El Niño del Pacifico centrale

Come discusso sopra, tradizionalmente El Niño è caratterizzato da grandi SSTA nel Pacifico orientale. Più recentemente, è stato diagnosticato un diverso tipo di El Niño, distinto dal canonico El Niño (Ashok et al. 2007), caratterizzato da SSTA che raggiungono il loro picco massimo nel Pacifico centrale. Gli sono stati dati diversi nomi, come Dateline El Niño (Larkin e Harrison 2005), El Niño Modoki (EMI, Ashok et al. 2007), Central Pacific El Niño (Kao e Yu 2009) o Warm Pool El Niño (Kug et al. 2009), mentre il canonico El Niño è ora indicato come East Pacific (EP) El Niño.Diversi indici sono stati utilizzati per caratterizzare il nuovo carattere di El Niño, come quelli basati sull’analisi EOF (empirical orthogonal function) o le medie delle SST su alcune regioni del Pacifico centrale (vedi Capotondi et al. 2015 per una rassegna). La figura 1.6 illustra la diversa localizzazione delle SSTA calde per l’EP e il Pacifico centrale (CP) El Niño.

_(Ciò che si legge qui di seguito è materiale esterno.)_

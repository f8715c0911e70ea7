//! Hardcoded defaults, named so every threshold used across the pipeline has
//! exactly one place it's defined.

/// Below this absolute speed (mph), a radar reading is noise and is not
/// published.
pub const NOISE_THRESHOLD_MPH: f64 = 2.0;
/// At or above this absolute speed (mph), alert_level = low.
pub const LOW_THRESHOLD_MPH: f64 = 2.0;
/// At or above this absolute speed (mph), alert_level = high.
pub const HIGH_THRESHOLD_MPH: f64 = 26.0;

/// m/s -> mph conversion factor.
pub const MPS_TO_MPH: f64 = 2.237;

/// Duplicate-grouping window (seconds): successive detections within this
/// span of the group's latest detection are candidates for merging.
pub const GROUPING_WINDOW_SECS: i64 = 3;
/// Allowed absolute-speed delta (mph) between a candidate detection and the
/// group's latest speed.
pub const SPEED_VARIATION_MPH: f64 = 5.0;
/// How often the group table is swept for eviction (seconds).
pub const GROUP_SWEEP_INTERVAL_SECS: u64 = 30;
/// Bounded cardinality of the group table (LRU-evicted beyond this).
pub const GROUP_TABLE_CAPACITY: usize = 100;

/// Camera-to-radar correlation window (seconds).
pub const CAMERA_WINDOW_SECS: i64 = 10;
/// Camera ring capacity (most recent N detections).
pub const CAMERA_RING_CAPACITY: usize = 100;

/// Default retention window for persisted records (days).
pub const DEFAULT_RETENTION_DAYS: i64 = 90;
/// Default persister batch size.
pub const DEFAULT_BATCH_SIZE: usize = 100;
/// Persister idle-commit interval (seconds).
pub const BATCH_IDLE_SECS: u64 = 30;
/// Retention cleanup cadence (seconds).
pub const RETENTION_SWEEP_INTERVAL_SECS: u64 = 3_600;

/// Weather time-series trim window (hours).
pub const WEATHER_SERIES_RETENTION_HOURS: i64 = 24;
/// TTL applied to "latest value" keys (seconds).
pub const LATEST_VALUE_TTL_SECS: u64 = 3_600;
/// Default weather read interval (seconds).
pub const DEFAULT_WEATHER_INTERVAL_SECS: u64 = 600;

/// Per-operation timeouts.
pub const SERIAL_READ_TIMEOUT_SECS: u64 = 1;
pub const DB_CONNECT_TIMEOUT_SECS: u64 = 10;
pub const STREAM_CONSUME_BLOCK_SECS: u64 = 1;
pub const SUBSCRIBER_SEND_TIMEOUT_SECS: u64 = 1;
pub const WORKER_SHUTDOWN_JOIN_SECS: u64 = 5;

/// Minimum idle time (ms) before a pending stream entry is eligible for
/// reclaim via XAUTOCLAIM — covers both a consumer's own PEL after a
/// restart and entries abandoned by a consumer that died mid-processing.
pub const CLAIM_MIN_IDLE_MS: i64 = 30_000;

/// Consumer-group batch size for the Correlator.
pub const CORRELATOR_BATCH_SIZE: usize = 10;

pub const STREAM_RADAR: &str = "traffic:radar";
pub const STREAM_CONSOLIDATED: &str = "traffic:consolidated";
pub const GROUP_CONSOLIDATOR: &str = "consolidator-group";
pub const GROUP_PERSISTER: &str = "persister-group";
pub const CHANNEL_TRAFFIC_EVENTS: &str = "traffic_events";
pub const CHANNEL_CAMERA_DETECTIONS: &str = "camera_detections";
pub const CHANNEL_SYSTEM_LOG: &str = "system_log";
pub const CHANNEL_CONSOLIDATED_QUEUED: &str = "consolidated_data_queued";
pub const KEY_WEATHER_LOCAL: &str = "weather:dht22";
pub const KEY_WEATHER_AIRPORT: &str = "weather:airport:latest";
pub const BOUNDED_LIST_PREFIX: &str = "traffic:recent:";
pub const KEY_HOURLY_SUMMARY: &str = "traffic:recent:hourly_summary";
/// Bounded history of hourly summaries kept in the bus (one day's worth).
pub const HOURLY_SUMMARY_HISTORY: usize = 24;

/// Bounded log of noteworthy (high-alert) consolidated records, tailed by
/// the Query Surface independently of the SQLite-backed history.
pub const KEY_BUSINESS_EVENTS: &str = "traffic:recent:business_events";
pub const BUSINESS_EVENTS_HISTORY: usize = 200;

Le SSTA massime nel caso di eventi CP El Niño sono più deboli di quelle per gli eventi EP El Niño (Ashok et al. 2007; Kug et al. 2009). Tuttavia, poiché la piscina calda del Pacifico è già una zona convettiva (Hoerling et al. 1997), le SSTAs del Pacifico occidentale possono innescare grandi anomalie di precipitazione e risultano essere più efficaci nell’indurre una convezione anomala rispetto alle SSTAs sul Pacifico orientale (Barsugli e Sardeshmukh 2002; Kug et al. 2009).Tuttavia, la diversa localizzazione della convezione esistente tra i due tipi di El Niño porta a diverse risposte atmosferiche (Hoerling e Kumar 2001) e di seguito, EP e CP El Niño sono legati a diverse teleconnessioni troposferiche nel Pacific Rim (Weng et al. 2007, 2009; Yu et al. 2012; Yu e Zou 2013; Zou et al. 2014). Come esempio, di seguito discutiamo le differenze per il Nord America. Come illustrato nella Figura 1.7, le anomalie occidentali portano umidità verso il Nord America occidentale nel corso degli inverni in stile El Niño EP, rispetto al ciclone presente sulla regione delle Aleutine inferiori.Al contrario, durante gli inverni di El Niño CP, sia un anticiclone anomalo che un ciclone appaiono nel Pacifico settentrionale, portando a un’altalena di condizioni secche e umide nelle regioni nord-occidentali e sud-occidentali.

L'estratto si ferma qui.